According to the Department of Education’s February 2013 report titled “Promoting Grit, Tenacity, and Perseverance: Critical Factors for Success in the 21st Century,” educators want “new opportunities” for “complex affective data,” whatever that means. If data on behavior — dealing with challenges, frustration, failure, help-seeking, tenacity and delayed gratification -- are collected, the state just created a psychological profile on your child. That smacks of George Orwell’s “1984” and parents don’t like it.
Some sources, such as Mallory Sauer of The New American, say the 2013 report opens the door to collect “sensitive” information on politics, religion, sexual preferences and income. Even if this doesn’t happen initially the mechanism to collect that data in the future would be in place. The requirement for parental permission is supposed to protect students, but that has been sidestepped before.

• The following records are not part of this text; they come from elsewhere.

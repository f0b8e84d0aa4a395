//! External collaborators the core treats as opaque: the projection
//! between geographic and pixel space, and font metrics.

pub mod fonts;
pub mod projection;

pub use fonts::{FontError, FontSet, MeasuredFont, Tier};
pub use projection::WebMercator;
mod cli;
mod preview;

use std::collections::HashMap;
use std::fs::File;
use std::io::BufWriter;

use clap::Parser;
use color_eyre::eyre::{Context, Result};
use rand::RngCore;

use maplabel_core::{Annealer, Places};
use maplabel_geo::{Tier, WebMercator};
use maplabel_io::{build_feature_collections, load_capitals, load_cities, load_countries, open_input};

fn main() -> Result<()> {
    color_eyre::install()?;
    env_logger::init();

    let args = cli::Args::parse();
    run(args)
}

fn run(args: cli::Args) -> Result<()> {
    let fonts = cli::load_font_set(&args.fonts)?;
    let country_font = fonts.get(Tier::Country)?;
    let projection = WebMercator;

    let mut places = Places::new();
    let mut next_id = 1u64;
    let mut geonameids = HashMap::new();

    let countries_reader =
        open_input(&args.countries).wrap_err_with(|| format!("opening {}", args.countries.display()))?;
    for country in load_countries(countries_reader, args.zoom, country_font, &projection, &mut next_id) {
        places.add(country);
    }
    log::info!("loaded {} countries", places.len());

    for city_path in &args.cities {
        let reader = open_input(city_path).wrap_err_with(|| format!("opening {}", city_path.display()))?;
        let (cities, ids) = load_cities(reader, args.zoom, &fonts, &projection, &mut next_id)?;
        for city in cities {
            places.add(city);
        }
        geonameids.extend(ids);
    }
    log::info!("loaded {} places total", places.len());

    let capitals = match &args.capitals {
        Some(path) => {
            let reader = open_input(path).wrap_err_with(|| format!("opening {}", path.display()))?;
            load_capitals(reader)?
        }
        None => Default::default(),
    };

    let seed = args.seed.unwrap_or_else(|| {
        let drawn = rand::thread_rng().next_u64();
        log::info!("no --seed given; drew {drawn} from OS entropy (pass --seed {drawn} to replay this run)");
        drawn
    });

    let mut annealer = Annealer::new(seed);
    let (placed, best_energy) = annealer.auto(places, args.minutes, args.probe_steps)?;
    log::info!("annealing finished at energy {best_energy:.4}");
    placed.check_energy_invariant()?;

    let visible = maplabel_core::resolve(&placed);
    log::info!("{} of {} placeables are visible at zoom {}", visible.len(), placed.len(), args.zoom);

    let (points, labels) =
        build_feature_collections(&placed, &visible, &projection, args.zoom, &geonameids, &capitals);

    write_json(&args.points, &points)?;
    write_json(&args.labels, &labels)?;

    if let Some(preview_path) = &args.preview {
        let preview_font = fonts.get(Tier::Other)?;
        preview::render(&placed, &visible, preview_font.font(), preview_font.size_px(), preview_path)?;
        log::info!("wrote preview to {}", preview_path.display());
    }

    Ok(())
}

fn write_json<T: serde::Serialize>(path: &std::path::Path, value: &T) -> Result<()> {
    let file = File::create(path).wrap_err_with(|| format!("creating {}", path.display()))?;
    serde_json::to_writer_pretty(BufWriter::new(file), value)
        .wrap_err_with(|| format!("writing {}", path.display()))
}
use crate::placeable::Category;
use crate::places::Places;

/// Walk placeables in priority order, keeping each only if it does not
/// overlap anything already kept. Deterministic given the places'
/// insertion order (ties in the sort key are broken by it, since
/// `sort_by_key` is stable).
pub fn resolve(places: &Places) -> Vec<usize> {
    let mut order: Vec<usize> = (0..places.len()).collect();
    order.sort_by_key(|&index| {
        let place = places.get(index);
        let category_order = match place.header().category {
            Category::Country => 0u8,
            Category::City => 1u8,
        };
        (
            category_order,
            place.rank(),
            std::cmp::Reverse(place.header().population.unwrap_or(0)),
        )
    });

    let mut visible = Vec::new();
    for index in order {
        let place = places.get(index);
        let collides = visible
            .iter()
            .any(|&other: &usize| place.overlaps(places.get(other)));
        if collides {
            log::debug!("skip {} because it overlaps a visible placeable", place.display_name());
            continue;
        }
        visible.push(index);
    }
    visible
}

#[cfg(test)]
mod tests {
    use super::*;
    use crate::geometry::GeoPoint;
    use crate::placeable::{Placeable, PlaceableHeader};
    use glam::DVec2;

    fn country(id: u64, rank: i32, anchor: DVec2) -> Placeable {
        Placeable::new_country(
            PlaceableHeader {
                id,
                name: format!("country-{id}"),
                abbreviation: Some("C".into()),
                population: Some(1_000_000),
                category: Category::Country,
                rank,
                zoom_threshold: 2,
                anchor,
                location: GeoPoint { lat: 0.0, lon: 0.0 },
                buffer: 2.0,
            },
            (40.0, 14.0),
            (80.0, 14.0),
        )
    }

    fn city(id: u64, rank: i32, anchor: DVec2) -> Placeable {
        Placeable::new_city(
            PlaceableHeader {
                id,
                name: format!("city-{id}"),
                abbreviation: None,
                population: Some(10),
                category: Category::City,
                rank,
                zoom_threshold: 5,
                anchor,
                location: GeoPoint { lat: 0.0, lon: 0.0 },
                buffer: 2.0,
            },
            (20.0, 10.0),
        )
    }

    #[test]
    fn resolver_never_emits_overlapping_pairs() {
        let mut places = Places::new();
        places.add(country(1, 1, DVec2::ZERO));
        places.add(country(2, 2, DVec2::ZERO));
        places.add(city(3, 1, DVec2::ZERO));

        let visible = resolve(&places);
        for &a in &visible {
            for &b in &visible {
                if a != b {
                    assert!(!places.get(a).overlaps(places.get(b)));
                }
            }
        }
    }

    #[test]
    fn country_beats_city_at_the_same_anchor() {
        let mut places = Places::new();
        places.add(country(1, 1, DVec2::ZERO));
        places.add(city(2, 1, DVec2::ZERO));

        let visible = resolve(&places);
        assert_eq!(visible, vec![0]);
    }

    #[test]
    fn higher_rank_country_is_always_retained() {
        let mut places = Places::new();
        places.add(country(1, 1, DVec2::ZERO)); // rank 1, more important
        places.add(country(2, 2, DVec2::ZERO)); // rank 2

        let visible = resolve(&places);
        assert_eq!(visible, vec![0]);
    }
}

Farming such information from young Junior and Sally would be prejudicial and biased, not to mention unethical.
Nine states,
including Massachusetts and Colorado, are pilot-testing data mining.
Once gathered, information is stored with third party private
businesses, who aren’t committed to your privacy. Will fears that
collected information be sold or made public materialize? InBloom,
the privately owned data storage source of the progressive Bill and
Melinda Gates Foundation (which will make big bucks off this), says no, in
effect. Only limited protections are in place,
though states are said to control the information, which gives potential
oversight.
Sauer insists the 2013 education report reveals plans for future biofeedback monitoring and says the report admits that “users may or may not be aware” the data is being mined. The report declares that “Educators have the potential to get ... feedback ... that [has] never been available before.”
Data mining could be benign if collectors were, and remained, impeccably ethical. Stored data might be harmless if public perceptions of appropriate behavior never changed, but they do, on everything from disciplining children to morals. Today’s acceptable may be tomorrow’s unthinkable, leaving you in jeopardy.
Proponents tut-tut these fears, but we’ve been burned in past. You should be concerned. There is no place in a free society to track and predict children. Our children are not data sources, and your parenting should not be determined by what your children might say during data collection. We all have the inalienable right to privacy and its attendant freedoms.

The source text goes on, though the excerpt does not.